Exercise instructions: Locate each line below that includes "Number" and reproduce it.

Given records:
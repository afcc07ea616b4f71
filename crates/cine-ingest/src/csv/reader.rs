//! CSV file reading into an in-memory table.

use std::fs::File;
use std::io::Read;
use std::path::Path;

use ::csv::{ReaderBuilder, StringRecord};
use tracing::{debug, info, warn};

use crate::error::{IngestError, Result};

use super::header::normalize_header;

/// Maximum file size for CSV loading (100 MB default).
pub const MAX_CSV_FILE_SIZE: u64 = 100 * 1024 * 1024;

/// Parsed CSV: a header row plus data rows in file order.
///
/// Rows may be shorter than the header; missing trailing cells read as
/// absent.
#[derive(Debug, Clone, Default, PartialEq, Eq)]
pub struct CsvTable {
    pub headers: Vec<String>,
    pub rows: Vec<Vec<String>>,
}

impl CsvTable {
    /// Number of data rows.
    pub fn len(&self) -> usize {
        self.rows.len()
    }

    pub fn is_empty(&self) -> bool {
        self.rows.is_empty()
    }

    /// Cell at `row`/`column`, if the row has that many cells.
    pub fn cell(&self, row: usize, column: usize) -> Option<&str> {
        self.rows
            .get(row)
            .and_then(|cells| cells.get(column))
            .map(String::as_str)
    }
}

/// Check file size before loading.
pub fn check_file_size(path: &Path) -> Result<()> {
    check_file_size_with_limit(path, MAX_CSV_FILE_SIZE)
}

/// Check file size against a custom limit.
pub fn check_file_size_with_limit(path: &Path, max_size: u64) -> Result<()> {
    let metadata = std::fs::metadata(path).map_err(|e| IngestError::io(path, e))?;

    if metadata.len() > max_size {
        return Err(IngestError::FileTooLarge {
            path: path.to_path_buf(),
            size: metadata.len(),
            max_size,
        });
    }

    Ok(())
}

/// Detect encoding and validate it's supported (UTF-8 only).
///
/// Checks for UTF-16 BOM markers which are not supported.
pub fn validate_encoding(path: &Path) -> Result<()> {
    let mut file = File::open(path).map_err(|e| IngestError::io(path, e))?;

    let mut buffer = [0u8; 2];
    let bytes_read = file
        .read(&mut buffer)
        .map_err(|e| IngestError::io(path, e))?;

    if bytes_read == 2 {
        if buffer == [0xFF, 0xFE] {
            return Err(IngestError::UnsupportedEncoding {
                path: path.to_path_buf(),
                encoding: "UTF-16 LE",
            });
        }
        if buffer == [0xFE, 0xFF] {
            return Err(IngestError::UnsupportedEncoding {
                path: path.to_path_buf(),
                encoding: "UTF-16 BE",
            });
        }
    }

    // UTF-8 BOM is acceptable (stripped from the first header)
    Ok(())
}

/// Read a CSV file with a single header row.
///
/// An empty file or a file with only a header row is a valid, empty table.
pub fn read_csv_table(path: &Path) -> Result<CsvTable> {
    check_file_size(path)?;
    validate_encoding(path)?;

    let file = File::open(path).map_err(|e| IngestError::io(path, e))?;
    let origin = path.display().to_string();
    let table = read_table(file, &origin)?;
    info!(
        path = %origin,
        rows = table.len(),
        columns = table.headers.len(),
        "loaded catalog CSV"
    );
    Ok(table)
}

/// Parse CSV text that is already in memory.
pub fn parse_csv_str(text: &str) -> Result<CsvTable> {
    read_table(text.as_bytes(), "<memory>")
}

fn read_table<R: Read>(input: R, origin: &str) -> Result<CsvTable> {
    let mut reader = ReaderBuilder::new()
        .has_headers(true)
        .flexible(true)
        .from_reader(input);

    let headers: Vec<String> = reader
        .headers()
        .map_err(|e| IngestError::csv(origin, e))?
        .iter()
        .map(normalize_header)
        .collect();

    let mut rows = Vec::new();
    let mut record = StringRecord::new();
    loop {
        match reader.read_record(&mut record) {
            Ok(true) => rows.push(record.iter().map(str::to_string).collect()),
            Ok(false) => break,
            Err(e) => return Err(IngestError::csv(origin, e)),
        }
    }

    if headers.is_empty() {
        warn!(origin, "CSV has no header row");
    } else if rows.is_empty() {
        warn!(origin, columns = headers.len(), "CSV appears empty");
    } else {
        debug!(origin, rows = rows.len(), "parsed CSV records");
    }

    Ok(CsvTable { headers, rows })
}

* * *

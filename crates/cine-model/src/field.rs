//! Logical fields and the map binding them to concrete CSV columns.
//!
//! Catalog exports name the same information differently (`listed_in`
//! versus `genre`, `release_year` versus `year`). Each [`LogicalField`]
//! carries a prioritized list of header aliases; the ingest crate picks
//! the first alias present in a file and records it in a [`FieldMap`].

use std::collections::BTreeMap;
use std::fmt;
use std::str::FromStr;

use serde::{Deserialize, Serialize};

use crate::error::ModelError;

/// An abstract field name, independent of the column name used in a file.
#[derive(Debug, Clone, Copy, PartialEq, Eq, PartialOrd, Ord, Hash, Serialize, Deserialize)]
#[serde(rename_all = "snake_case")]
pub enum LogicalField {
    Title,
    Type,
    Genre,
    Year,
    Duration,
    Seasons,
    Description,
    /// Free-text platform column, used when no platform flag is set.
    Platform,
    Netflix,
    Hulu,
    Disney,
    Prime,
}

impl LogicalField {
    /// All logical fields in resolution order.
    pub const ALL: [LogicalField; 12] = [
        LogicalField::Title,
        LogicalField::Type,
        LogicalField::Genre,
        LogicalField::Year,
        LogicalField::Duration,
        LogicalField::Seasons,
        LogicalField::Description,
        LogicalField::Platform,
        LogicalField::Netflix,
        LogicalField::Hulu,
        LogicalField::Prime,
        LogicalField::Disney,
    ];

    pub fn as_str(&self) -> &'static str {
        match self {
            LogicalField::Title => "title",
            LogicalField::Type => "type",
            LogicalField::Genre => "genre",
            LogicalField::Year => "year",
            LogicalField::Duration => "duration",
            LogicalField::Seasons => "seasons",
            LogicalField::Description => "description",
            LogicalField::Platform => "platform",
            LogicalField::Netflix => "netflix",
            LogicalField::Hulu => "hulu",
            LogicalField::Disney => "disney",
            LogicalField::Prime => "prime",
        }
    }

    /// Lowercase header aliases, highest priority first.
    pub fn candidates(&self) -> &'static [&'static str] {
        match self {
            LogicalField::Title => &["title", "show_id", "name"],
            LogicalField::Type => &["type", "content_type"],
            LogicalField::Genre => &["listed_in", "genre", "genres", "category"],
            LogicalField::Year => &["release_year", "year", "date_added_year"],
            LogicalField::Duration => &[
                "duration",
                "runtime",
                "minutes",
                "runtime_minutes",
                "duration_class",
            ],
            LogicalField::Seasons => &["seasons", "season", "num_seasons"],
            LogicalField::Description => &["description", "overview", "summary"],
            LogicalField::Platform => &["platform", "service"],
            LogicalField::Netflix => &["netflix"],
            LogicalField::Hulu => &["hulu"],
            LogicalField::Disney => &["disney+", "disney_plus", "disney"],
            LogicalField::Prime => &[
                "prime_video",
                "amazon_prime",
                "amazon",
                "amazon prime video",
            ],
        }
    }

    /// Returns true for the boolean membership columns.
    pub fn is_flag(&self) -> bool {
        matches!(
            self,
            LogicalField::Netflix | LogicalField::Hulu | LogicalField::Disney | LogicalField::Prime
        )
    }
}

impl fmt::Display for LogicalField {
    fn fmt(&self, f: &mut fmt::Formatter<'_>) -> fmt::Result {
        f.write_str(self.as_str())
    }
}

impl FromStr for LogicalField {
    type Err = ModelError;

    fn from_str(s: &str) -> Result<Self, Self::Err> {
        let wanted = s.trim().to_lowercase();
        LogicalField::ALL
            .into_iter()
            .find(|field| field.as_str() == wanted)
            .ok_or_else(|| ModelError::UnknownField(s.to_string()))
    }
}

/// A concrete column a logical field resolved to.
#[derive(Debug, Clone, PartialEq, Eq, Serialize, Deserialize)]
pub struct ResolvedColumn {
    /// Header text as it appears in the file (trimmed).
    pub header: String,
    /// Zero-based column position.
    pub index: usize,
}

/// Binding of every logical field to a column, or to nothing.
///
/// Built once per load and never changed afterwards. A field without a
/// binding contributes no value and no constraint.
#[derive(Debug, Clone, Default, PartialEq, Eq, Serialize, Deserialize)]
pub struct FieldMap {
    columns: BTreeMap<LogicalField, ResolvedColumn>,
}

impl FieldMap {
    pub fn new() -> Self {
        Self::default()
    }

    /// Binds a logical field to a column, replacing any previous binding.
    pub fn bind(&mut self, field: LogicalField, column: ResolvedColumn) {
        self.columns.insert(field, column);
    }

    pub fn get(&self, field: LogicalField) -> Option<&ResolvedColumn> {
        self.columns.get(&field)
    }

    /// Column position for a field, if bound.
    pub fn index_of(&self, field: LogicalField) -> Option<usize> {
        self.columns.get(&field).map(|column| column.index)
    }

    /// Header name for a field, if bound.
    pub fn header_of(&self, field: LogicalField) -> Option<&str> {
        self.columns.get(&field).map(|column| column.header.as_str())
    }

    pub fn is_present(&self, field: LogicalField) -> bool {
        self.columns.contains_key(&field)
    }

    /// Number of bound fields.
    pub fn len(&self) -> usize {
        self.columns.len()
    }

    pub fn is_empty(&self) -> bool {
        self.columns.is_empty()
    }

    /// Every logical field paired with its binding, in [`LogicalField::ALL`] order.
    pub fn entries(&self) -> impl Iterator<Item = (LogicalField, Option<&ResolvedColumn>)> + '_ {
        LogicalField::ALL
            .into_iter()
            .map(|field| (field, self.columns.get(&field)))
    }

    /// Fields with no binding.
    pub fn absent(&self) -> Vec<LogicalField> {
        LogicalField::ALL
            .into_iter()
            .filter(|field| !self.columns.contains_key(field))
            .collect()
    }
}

...

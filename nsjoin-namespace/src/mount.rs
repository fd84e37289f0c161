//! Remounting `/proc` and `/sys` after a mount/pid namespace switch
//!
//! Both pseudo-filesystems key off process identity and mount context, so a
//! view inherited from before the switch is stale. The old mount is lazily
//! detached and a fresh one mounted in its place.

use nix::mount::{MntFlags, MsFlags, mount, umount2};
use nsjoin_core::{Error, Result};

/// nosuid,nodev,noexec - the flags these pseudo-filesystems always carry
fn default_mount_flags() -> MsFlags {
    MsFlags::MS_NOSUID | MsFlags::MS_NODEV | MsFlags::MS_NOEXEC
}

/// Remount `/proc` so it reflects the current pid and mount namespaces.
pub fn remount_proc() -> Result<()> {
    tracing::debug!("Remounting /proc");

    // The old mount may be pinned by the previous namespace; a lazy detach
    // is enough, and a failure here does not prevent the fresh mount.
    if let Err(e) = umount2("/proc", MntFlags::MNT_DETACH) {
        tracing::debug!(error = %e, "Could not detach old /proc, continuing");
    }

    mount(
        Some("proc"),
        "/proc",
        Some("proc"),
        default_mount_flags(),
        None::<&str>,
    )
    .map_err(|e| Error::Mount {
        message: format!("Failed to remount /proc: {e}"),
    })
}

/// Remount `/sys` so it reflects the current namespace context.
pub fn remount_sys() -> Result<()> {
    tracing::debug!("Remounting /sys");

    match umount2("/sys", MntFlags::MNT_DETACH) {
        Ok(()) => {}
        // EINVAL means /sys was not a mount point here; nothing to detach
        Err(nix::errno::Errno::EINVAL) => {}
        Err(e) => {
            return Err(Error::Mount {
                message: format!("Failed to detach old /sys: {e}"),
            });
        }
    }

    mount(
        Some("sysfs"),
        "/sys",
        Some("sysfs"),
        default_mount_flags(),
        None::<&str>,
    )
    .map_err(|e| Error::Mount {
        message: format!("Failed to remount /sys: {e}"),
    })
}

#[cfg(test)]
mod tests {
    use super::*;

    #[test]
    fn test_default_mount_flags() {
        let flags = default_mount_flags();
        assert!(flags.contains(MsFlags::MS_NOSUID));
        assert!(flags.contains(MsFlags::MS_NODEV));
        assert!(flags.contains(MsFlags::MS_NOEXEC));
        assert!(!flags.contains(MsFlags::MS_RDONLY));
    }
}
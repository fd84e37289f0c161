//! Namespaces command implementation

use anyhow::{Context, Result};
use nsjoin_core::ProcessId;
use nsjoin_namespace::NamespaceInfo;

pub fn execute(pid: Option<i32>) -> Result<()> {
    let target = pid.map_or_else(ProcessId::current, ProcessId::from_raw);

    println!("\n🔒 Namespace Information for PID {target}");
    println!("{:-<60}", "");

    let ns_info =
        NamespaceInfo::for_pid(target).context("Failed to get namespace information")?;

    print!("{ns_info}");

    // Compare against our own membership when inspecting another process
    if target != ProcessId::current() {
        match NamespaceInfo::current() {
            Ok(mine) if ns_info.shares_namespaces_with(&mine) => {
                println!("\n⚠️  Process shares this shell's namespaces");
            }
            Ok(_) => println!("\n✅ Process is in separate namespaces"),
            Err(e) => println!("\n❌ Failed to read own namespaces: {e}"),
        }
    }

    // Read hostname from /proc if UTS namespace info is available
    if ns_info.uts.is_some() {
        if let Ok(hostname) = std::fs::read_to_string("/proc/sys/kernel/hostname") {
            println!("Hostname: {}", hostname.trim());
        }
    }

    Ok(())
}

Expected answer:
    /// Number of data rows.
    /// Number of bound fields.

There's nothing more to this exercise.